この記事では、ラクメシ管理人が複数ブランドを実際に休止・解約してきた体験をもとに、冷凍宅食の解約・休止で失敗しないための予防策をまとめます。これから契約する人にも、すでに使っているけれど辞めようか迷っている人にも、判断材料として役立つ内容です。
※本記事は2026年5月10日時点のラクメシ管理人の体験と各社公開情報をもとに整理しています。締切ルールやポイント仕様、違約金の有無は変更されることがあるため、最新情報は必ず各サービスの公式サイトとマイページで確認してください。記事内のサービス紹介はあくまで実体験に基づくレビューであり、特定サービスの利用を強要するものではありません。
「解約」と「休止」の違いを最初に整理する
冷凍宅食の定期便を辞めようと考えたとき、最初に混乱しやすいのが「解約」と「休止(スキップ)」の使い分けです。ここを取り違えると、思っていた処理ができていなくて翌週商品が届く、というよくあるパターンに直結します。
解約は、定期便契約そのものを終わらせる手続きです。会員アカウント自体は残るケースもあれば、退会まで進めるケースもあります。再開するときは、ふたたび会員登録や定期コース申込をやり直すイメージです。
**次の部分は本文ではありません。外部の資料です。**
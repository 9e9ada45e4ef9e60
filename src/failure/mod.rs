//! Failure classification.
//!
//! A pure decision table from failure context to a recommended recovery
//! move: retry (with backoff, more time, or immediately), salvage existing
//! git work to the judge, auto-commit and continue, or accept a terminal
//! outcome. The classifier never errors; when in doubt it recommends a
//! bounded retry and then salvage.

mod classifier;
mod types;

pub use classifier::*;
pub use types::*;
休止は、定期便を一時的に止める手続きです。マイページから「次回お届けをスキップ」「配送頻度を◯週に1回へ変更」「いったんお休み」のような選択肢で操作します。アカウントや過去の購入履歴、ポイント、登録メニューの好みなどはそのまま残るので、再開ハードルが低いのがメリットです。
実体験で言うと、「もう要らない」と思ったときに、いきなり解約に進むのは早すぎることが多いです。冷凍宅食は生活リズムや在宅時間によって必要度が大きく変わるので、まずは1〜2回スキップしてみて、本当に不要なら解約、というステップを踏んだほうが後悔が少ないと感じています。
5ブランドの解約・休止フロー早見表(2026年5月時点)
ラクメシで継続レビューしている主要5ブランドについて、現時点での出口まわりの仕様を整理します。最新の仕様は必ずマイページと公式サイトで再確認してください。
nosh(ナッシュ)
- 休止:マイページ→定期配送→「次回お届けスキップ」「お届け頻度の変更(1〜3週に1回)」
- 解約:マイページ→定期配送→「停止する」または「解約」(停止=休止に近い扱い、解約=完全終了)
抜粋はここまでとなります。